University of North Carolina
Statistics
Evaluating the Robustness of Parametric Maximum Likelihood Estimation for Handling Randomly Right Censored Covariates
Cognitive dysfunction is a symptom of Huntington’s disease and can serve as an early marker for evaluating treatments intended at delaying the disease. Understanding cognitive dysfunction as a function of age at clinical diagnosis is a prerequisite for their use in clinical trials, but this remains challenging because age at clinical diagnosis is not always observed; patients drop out or the study ends, resulting in a censored value for age at clinical diagnosis. Parametric maximum likelihood estimation is a flexible estimation method that accounts for randomly right censored covariates, such as age at clinical diagnosis. Still, robustness depends on the choice of the parametric distribution, and potentially the choice of the generalized linear model. In this study, we evaluate robustness aspects of parametric maximum likelihood estimation against misspecification of the conditional distribution of a right censored covariate. We evaluate robustness in linear and logistic regression to reveal which model is prone to bias under misspecification, which may help Huntington’s disease researchers leverage the potential for bias. Simulation results show that logistic regression, when compared to linear regression, achieves lower bias, higher accuracy in standard error estimation, and higher coverage. We apply the parametric maximum likelihood estimator to the Neurobiological Predictors of Huntington’s Disease study and analyze a measure of cognitive dysfunction (i.e., Symbol Digit Modalities Test). Results show that parametric maximum likelihood estimation results in comparable but more efficient estimates when compared to the complete case estimator.

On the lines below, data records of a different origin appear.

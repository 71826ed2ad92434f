//! Commit Log Module
//!
//! Durably buffers every record flowing through the pipeline so that a
//! restarted sink can resume from the exact offset it left off at.
//!
//! ## Responsibilities
//! - Assign offsets and append entries to the active segment
//! - Rotate segments by size
//! - Offset-indexed reads across segment boundaries
//! - Namespace compaction of rotated segments, crash-safe swap
//!
//! ## Directory Layout
//! ```text
//! {log_dir}/
//!   00000000000000000000.log       segment, base offset 0
//!   00000000000000028340.log       segment, base offset 28340 (active)
//!   00000000000000000000.cleaned   compacted copy, unverified
//!   00000000000000000000.swap      compacted copy, ready to replace
//!   00000000000000000000.deleted   original, pending removal
//! ```
//!
//! ## Entry Format (big-endian)
//! ```text
//! ┌────────────┬──────────┬───────────────┬──────────┐
//! │ Offset (8) │ Size (4) │ Timestamp (8) │ Attr (1) │
//! ├────────────┴──────────┴───────────────┴──────────┤
//! │ KeyLen (4) │ Key │ ValueLen (4) │ Value           │
//! └──────────────────────────────────────────────────┘
//! Size    = length of the key/value block
//! Attr    = mode in bits 0-1, operation in bits 2-4
//! ```

mod commit_log;
mod compactor;
mod entry;
mod reader;
mod recovery;
mod segment;

pub use commit_log::CommitLog;
pub use compactor::{CompactedSegment, CompactionReport, Compactor, NamespaceCompactor, SkipReason};
pub use entry::{put_offset, read_entry, EntryHeader, LogEntry, Mode, Operation, HEADER_SIZE};
pub use reader::{Entries, Reader};
pub use segment::{Segment, SegmentFileKind};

Carnegie Mellon University
Econometrics/Finance
Equity Compensation and Firm Value
In many industries, equity compensation ties a substantial portion of non-executive employee income to firm performance. We hypothesize shocks affecting equity-paying firms are amplified due to their simultaneous impact on firm profitability and employee turnover. To measure this effect, we study the forfeiture rates of unvested equity grants against employee returns, and we find that a 10% increase in returns reduces forfeiture rates by 1.4%. To understand the role of equity sensitivity on firm value, we incorporate our hypothesis into an investment model and find that the cross-sectional average and standard deviation of firm value are weakly increasing in the equity share. This amplification effect implies a channel by which a firm’s capital structure is relevant to its value, in contrast to the Miller-Modigliani Theorem of capital structure irrelevance.
University of California, Berkeley
Statistics
A Generic Approach for Reproducible Model Distillation
Model distillation has been a popular method for producing interpretable machine learning. It uses an interpretable “student” model to mimic the predictions made by the black box “teacher” model. However, when the student model is sensitive to the variability of the data sets used for training even when keeping the teacher fixed, the corresponded interpretation is not reliable. Existing strategies stabilize model distillation by checking whether a large enough corpus of pseudo-data is generated to reliably reproduce student models, but methods to do so have so far been developed for a specific student model. In this paper, we develop a generic approach for stable model distillation based on central limit theorem for the average loss. We start with a collection of candidate student models and search for candidates that reasonably agree with the teacher. Then we construct a multiple testing framework to select a corpus size such that the consistent student model would be selected under different pseudo samples. We demonstrate the application of our proposed approach on three commonly used intelligible models: decision trees, falling rule lists and symbolic regression. Finally, we conduct simulation experiments on
Mammographic Mass and Breast Cancer datasets and illustrate the testing procedure throughout a theoretical analysis with Markov process.